- [REQUIRED ACTION] Your answer is to be every line of the material that includes the string "impl".

• • • • • • •

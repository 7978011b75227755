//! Per-instance transform.
//!
//! [`InstanceTransform`] places one instance: a position, an Euler rotation
//! and a per-axis scale. Rotation is kept as XYZ Euler angles in radians
//! because that is what the instances component exposes as an attribute.

use glam::{EulerRot, Mat4, Quat, Vec3};
use serde::{Deserialize, Serialize};

/// Position, rotation and scale of a single instance.
#[derive(Debug, Clone, Copy, Serialize, Deserialize, PartialEq)]
pub struct InstanceTransform {
    /// Position relative to the owning geometry.
    pub position: Vec3,
    /// XYZ Euler angles in radians.
    pub rotation: Vec3,
    /// Per-axis scale factor.
    pub scale: Vec3,
}

impl InstanceTransform {
    /// The identity transform: origin, no rotation, unit scale.
    pub const IDENTITY: Self = Self {
        position: Vec3::ZERO,
        rotation: Vec3::ZERO,
        scale: Vec3::ONE,
    };

    #[must_use]
    pub fn new(position: Vec3, rotation: Vec3, scale: Vec3) -> Self {
        Self {
            position,
            rotation,
            scale,
        }
    }

    /// Create a transform at `position` with no rotation and unit scale.
    #[must_use]
    pub fn from_position(position: Vec3) -> Self {
        Self {
            position,
            ..Self::IDENTITY
        }
    }

    #[must_use]
    pub fn from_position_rotation(position: Vec3, rotation: Vec3) -> Self {
        Self {
            position,
            rotation,
            ..Self::IDENTITY
        }
    }

    /// The rotation as a quaternion.
    #[must_use]
    pub fn quat(&self) -> Quat {
        Quat::from_euler(
            EulerRot::XYZ,
            self.rotation.x,
            self.rotation.y,
            self.rotation.z,
        )
    }

    /// Compute the 4×4 matrix for this transform.
    #[must_use]
    pub fn to_matrix(&self) -> Mat4 {
        Mat4::from_scale_rotation_translation(self.scale, self.quat(), self.position)
    }

    /// Apply the transform to a point.
    #[must_use]
    pub fn transform_point(&self, point: Vec3) -> Vec3 {
        self.position + self.quat() * (point * self.scale)
    }

    #[must_use]
    pub fn translated(mut self, offset: Vec3) -> Self {
        self.position += offset;
        self
    }

    /// Add `angles` to the Euler rotation.
    #[must_use]
    pub fn rotated(mut self, angles: Vec3) -> Self {
        self.rotation += angles;
        self
    }

    /// Apply a uniform scale factor.
    #[must_use]
    pub fn scaled(mut self, factor: f32) -> Self {
        self.scale *= factor;
        self
    }
}

impl Default for InstanceTransform {
    fn default() -> Self {
        Self::IDENTITY
    }
}

#[cfg(test)]
mod tests {
    use std::f32::consts::FRAC_PI_2;

    use super::*;

    #[test]
    fn test_identity_transform() {
        let t = InstanceTransform::default();
        assert_eq!(t.position, Vec3::ZERO);
        assert_eq!(t.rotation, Vec3::ZERO);
        assert_eq!(t.scale, Vec3::ONE);
        assert_eq!(t.to_matrix(), Mat4::IDENTITY);
    }

    #[test]
    fn test_from_position() {
        let t = InstanceTransform::from_position(Vec3::new(1.0, 2.0, 3.0));
        assert_eq!(t.position, Vec3::new(1.0, 2.0, 3.0));
        assert_eq!(t.scale, Vec3::ONE);
    }

    #[test]
    fn test_builder_chain() {
        let t = InstanceTransform::IDENTITY
            .translated(Vec3::X)
            .rotated(Vec3::new(0.0, 0.0, 0.5))
            .scaled(2.0);
        assert_eq!(t.position, Vec3::X);
        assert_eq!(t.rotation.z, 0.5);
        assert_eq!(t.scale, Vec3::splat(2.0));
    }

    #[test]
    fn test_transform_point_rotates_and_scales() {
        let t = InstanceTransform::new(
            Vec3::new(0.0, 0.0, 1.0),
            Vec3::new(0.0, 0.0, FRAC_PI_2),
            Vec3::splat(2.0),
        );
        let p = t.transform_point(Vec3::X);
        assert!((p - Vec3::new(0.0, 2.0, 1.0)).length() < 1e-5);
        let m = t.to_matrix().transform_point3(Vec3::X);
        assert!((m - p).length() < 1e-5);
    }

    #[test]
    fn test_serialization_roundtrip() {
        let t = InstanceTransform::from_position(Vec3::new(1.0, 2.0, 3.0)).scaled(0.5);
        let bytes = rmp_serde::to_vec(&t).unwrap();
        let restored: InstanceTransform = rmp_serde::from_slice(&bytes).unwrap();
        assert_eq!(t, restored);
    }
}
impl AttributeProvider for MeshComponent {
    fn domain_supported(&self, domain: AttributeDomain) -> bool {
        MESH_DOMAINS.contains(&domain)
    }

    fn domain_with_type_supported(
        &self,
        domain: AttributeDomain,
        _data_type: AttributeType,
    ) -> bool {
        self.domain_supported(domain)
    }

    fn domain_size(&self, domain: AttributeDomain) -> usize {
        self.get_for_read().map_or(0, |mesh| mesh.domain_size(domain))
    }

    fn is_builtin(&self, name: &str) -> bool {
        BUILTINS.contains(&name)
    }

    fn attribute_info(&self, name: &str) -> Option<AttributeInfo> {
        let mesh = self.get_for_read()?;
        let info = match name {
            POSITION => AttributeInfo::new(AttributeDomain::Point, AttributeType::Float3),
            NORMAL => AttributeInfo::new(AttributeDomain::Face, AttributeType::Float3),
            SHADE_SMOOTH => AttributeInfo::new(AttributeDomain::Face, AttributeType::Boolean),
            CREASE => AttributeInfo::new(AttributeDomain::Edge, AttributeType::Float),
            _ if self.vertex_group_names.contains_key(name) => {
                AttributeInfo::new(AttributeDomain::Point, AttributeType::Float)
            }
            _ => mesh.attributes().get(name)?.info(),
        };
        Some(info)
    }

    fn read(&self, name: &str) -> Option<ReadAttribute<'_>> {
        let mesh = self.get_for_read()?;
        let attribute = match name {
            POSITION => ReadAttribute::from_slice(
                AttributeDomain::Point,
                AttributeSlice::Float3(mesh.positions()),
            ),
            NORMAL => ReadAttribute::from_data(
                AttributeDomain::Face,
                AttributeData::Float3(mesh.face_normals()),
            ),
            SHADE_SMOOTH => ReadAttribute::from_slice(
                AttributeDomain::Face,
                AttributeSlice::Boolean(mesh.shade_smooth()),
            ),
            CREASE => ReadAttribute::from_slice(
                AttributeDomain::Edge,
                AttributeSlice::Float(mesh.creases()),
            ),
            _ => match self.vertex_group_names.get(name) {
                Some(&group) => ReadAttribute::from_data(
                    AttributeDomain::Point,
                    AttributeData::Float(self.vertex_group_weights(mesh, group)),
                ),
                None => {
                    let stored = mesh.attributes().get(name)?;
                    ReadAttribute::from_slice(stored.domain, stored.data.as_slice())
                }
            },
        };
        Some(attribute)
    }

    fn write(&mut self, name: &str) -> Option<WriteAttribute<'_>> {
        if name == NORMAL || self.attribute_info(name).is_none() {
            return None;
        }
        let group = self.vertex_group_names.get(name).copied();
        let mesh = self.get_for_write()?;
        let attribute = match name {
            POSITION => WriteAttribute::from_slice(
                AttributeDomain::Point,
                AttributeSliceMut::Float3(mesh.positions_mut()),
            ),
            SHADE_SMOOTH => WriteAttribute::from_slice(
                AttributeDomain::Face,
                AttributeSliceMut::Boolean(mesh.shade_smooth_mut()),
            ),
            CREASE => WriteAttribute::from_slice(
                AttributeDomain::Edge,
                AttributeSliceMut::Float(mesh.creases_mut()),
            ),
            _ => match group {
                Some(group) => WriteAttribute::from_virtual(
                    AttributeDomain::Point,
                    VertexGroupColumn {
                        dverts: mesh.deform_verts_mut(),
                        group,
                    },
                ),
                None => {
                    let stored = mesh.attributes_mut().get_mut(name)?;
                    WriteAttribute::from_slice(stored.domain, stored.data.as_slice_mut())
                }
            },
        };
        Some(attribute)
    }

    fn create(
        &mut self,
        name: &str,
        domain: AttributeDomain,
        data_type: AttributeType,
    ) -> Result<(), AttributeError> {
        if self.is_builtin(name) {
            return Err(AttributeError::Builtin(name.to_string()));
        }
        if !self.domain_supported(domain) {
            return Err(AttributeError::UnsupportedDomain(domain));
        }
        if self.vertex_group_names.contains_key(name) {
            return Err(AttributeError::AlreadyExists(name.to_string()));
        }
        let mesh = self.get_for_write().ok_or(AttributeError::MissingGeometry)?;
        let len = mesh.domain_size(domain);
        mesh.attributes_mut().create(name, domain, data_type, len)
    }

    fn delete(&mut self, name: &str) -> Result<(), AttributeError> {
        if self.is_builtin(name) {
            return Err(AttributeError::Builtin(name.to_string()));
        }
        if let Some(group) = self.vertex_group_names.remove(name) {
            for index in self.vertex_group_names.values_mut() {
                if *index > group {
                    *index -= 1;
                }
            }
            if let Some(mesh) = self.get_for_write() {
                mesh.remove_vertex_group(group);
            }
            return Ok(());
        }
        let exists = self
            .get_for_read()
            .is_some_and(|mesh| mesh.attributes().contains(name));
        if !exists {
            return Err(AttributeError::NotFound(name.to_string()));
        }
        if let Some(mesh) = self.get_for_write() {
            mesh.attributes_mut().remove(name);
        }
        Ok(())
    }

    fn names(&self) -> Vec<String> {
        let Some(mesh) = self.get_for_read() else {
            return Vec::new();
        };
        BUILTINS
            .iter()
            .map(|name| name.to_string())
            .chain(self.vertex_group_names.keys().cloned())
            .chain(mesh.attributes().names().map(str::to_string))
            .collect()
    }

    fn adapt_domain<'a>(
        &self,
        attribute: ReadAttribute<'a>,
        domain: AttributeDomain,
    ) -> Option<ReadAttribute<'a>> {
        let from = attribute.domain();
        if from == domain {
            return Some(attribute);
        }
        let mesh = self.get_for_read()?;
        let values = attribute.as_slice()?;
        let data = adapt_mesh_domain(mesh, values, from, domain)?;
        Some(ReadAttribute::from_data(domain, data))
    }

    fn is_empty(&self) -> bool {
        self.get_for_read().is_none_or(Mesh::is_empty)
    }
}
//! Procedural mesh primitives.

use geometry_math::Vec3;

use crate::mesh::{Mesh, MeshBuilder};

/// A flat grid in the XY plane centred on the origin, with `verts_x` by
/// `verts_y` vertices and quad faces.
///
/// Fewer than two vertices along either axis gives an empty mesh.
#[must_use]
pub fn grid(size_x: f32, size_y: f32, verts_x: u32, verts_y: u32) -> Mesh {
    grid_builder(size_x, size_y, verts_x, verts_y).finish()
}

/// Like [`grid`], returning the builder so callers can add vertex groups or
/// attributes before finishing.
#[must_use]
pub fn grid_builder(size_x: f32, size_y: f32, verts_x: u32, verts_y: u32) -> MeshBuilder {
    let mut builder = MeshBuilder::new();
    if verts_x < 2 || verts_y < 2 {
        return builder;
    }
    let step_x = size_x / (verts_x - 1) as f32;
    let step_y = size_y / (verts_y - 1) as f32;
    let origin = Vec3::new(-size_x * 0.5, -size_y * 0.5, 0.0);
    for y in 0..verts_y {
        for x in 0..verts_x {
            builder.add_vertex(origin + Vec3::new(x as f32 * step_x, y as f32 * step_y, 0.0));
        }
    }
    for y in 0..verts_y - 1 {
        for x in 0..verts_x - 1 {
            let v = y * verts_x + x;
            builder.add_face_unchecked(&[v, v + 1, v + 1 + verts_x, v + verts_x]);
        }
    }
    builder
}

/// An axis-aligned cube of edge length `size` centred on the origin, with
/// outward-facing quads.
#[must_use]
pub fn cube(size: f32) -> Mesh {
    let half = size * 0.5;
    let mut builder = MeshBuilder::new();
    for z in [-half, half] {
        for y in [-half, half] {
            for x in [-half, half] {
                builder.add_vertex(Vec3::new(x, y, z));
            }
        }
    }
    // Vertex index bits are x | y << 1 | z << 2.
    const FACES: [[u32; 4]; 6] = [
        [0, 2, 3, 1],
        [4, 5, 7, 6],
        [0, 1, 5, 4],
        [2, 6, 7, 3],
        [0, 4, 6, 2],
        [1, 3, 7, 5],
    ];
    for face in &FACES {
        builder.add_face_unchecked(face);
    }
    builder.finish()
}

#[cfg(test)]
mod tests {
    use super::*;

    #[test]
    fn test_grid_counts() {
        let mesh = grid(2.0, 2.0, 3, 4);
        assert_eq!(mesh.vertex_count(), 12);
        assert_eq!(mesh.face_count(), 6);
        assert_eq!(mesh.corner_count(), 24);
        // 2 * 4 horizontal + 3 * 3 vertical
        assert_eq!(mesh.edge_count(), 17);
    }

    #[test]
    fn test_grid_is_centred() {
        let bounds = grid(2.0, 4.0, 5, 5).bounds().unwrap();
        assert_eq!(bounds.min, Vec3::new(-1.0, -2.0, 0.0));
        assert_eq!(bounds.max, Vec3::new(1.0, 2.0, 0.0));
    }

    #[test]
    fn test_degenerate_grid_is_empty() {
        assert!(grid(1.0, 1.0, 1, 8).is_empty());
    }

    #[test]
    fn test_cube_normals_point_outward() {
        let mesh = cube(2.0);
        assert_eq!(mesh.vertex_count(), 8);
        assert_eq!(mesh.edge_count(), 12);
        assert_eq!(mesh.face_count(), 6);
        for face in 0..mesh.face_count() {
            let center = mesh.face_center(face);
            assert!(mesh.face_normal(face).dot(center) > 0.0);
        }
    }
}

• • • • • • •

- [TASK OUTPUT]
impl InstanceTransform {
impl Default for InstanceTransform {
impl AttributeProvider for MeshComponent {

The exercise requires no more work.